We've all heard the saying that 60 is the new 40 or when it comes to inflation that $100 is the new $20...I wish that was a joke but it's not. Here's a new one for New Yorkers: 70 is the new 65...M.P.H.

New York may finally join the other 43 states that have gone to 70 MPH on state highways. The speed limit in the Empire State has been at 65 MPH since 1995 and Senator Tom O'Mara thinks that it's time to change that.

Why New York State Should Change The State Highway Speed Limit To 70 MPH

O'Mara has introduced a bill before the state legislature to increase the speed by 5 MPH on parts of some highways including Interstate 81 for all vehicles. The argument is that automotive technology has improved and there are more safety features than in the past.

Other positive reasons for the bill include better engineered roadways and that more people are used to zipping around and are comfortable driving at higher speeds. As the saying goes, everyone else is doing it, so we should too.

Why New York State Shouldn't Change The State Highway Speed Limit To 70 MPH

Valerie Puma works for AAA and she says that drivers often travel faster than the posted speed limit. If everyone was doing 70 MPH before, it just means that they'll be doing 75 if the speed limit is changed.

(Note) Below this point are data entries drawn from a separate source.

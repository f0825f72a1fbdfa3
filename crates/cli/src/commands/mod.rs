pub mod artifacts;
pub mod images;
pub mod status;
pub mod symbols;
pub mod util;

pub use artifacts::*;
pub use images::*;
pub use status::*;
pub use symbols::*;
pub use util::*;
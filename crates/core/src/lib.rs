//! symcat-core
//!
//! Core library for cataloguing firmware artifacts (archives, device targets,
//! kernelcaches, shared caches, binary images) and the symbols exported by
//! their images.
//!
//! The catalog answers one question repeatedly: which symbol covers address A
//! inside image U? Everything else (ingestion, dedup, schema upkeep) exists to
//! make that lookup cheap and correct. Frontends (the `symcat` CLI) stay thin
//! so the logic here is fully testable.

pub mod db;
pub mod services;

I think that is certainly true. When I was in Florida and the highway speed limit was 70, I had to do at least 78 just to keep up with the flow of traffic. I was still getting passed like I was on a Sunday drive with my Grandma Pitcher.

AAA has also released a study that shows that even a 5 mile per hour increase can have devastating effects on the outcome of the crash. As this saying goes, better to arrive alive then not arrive at all.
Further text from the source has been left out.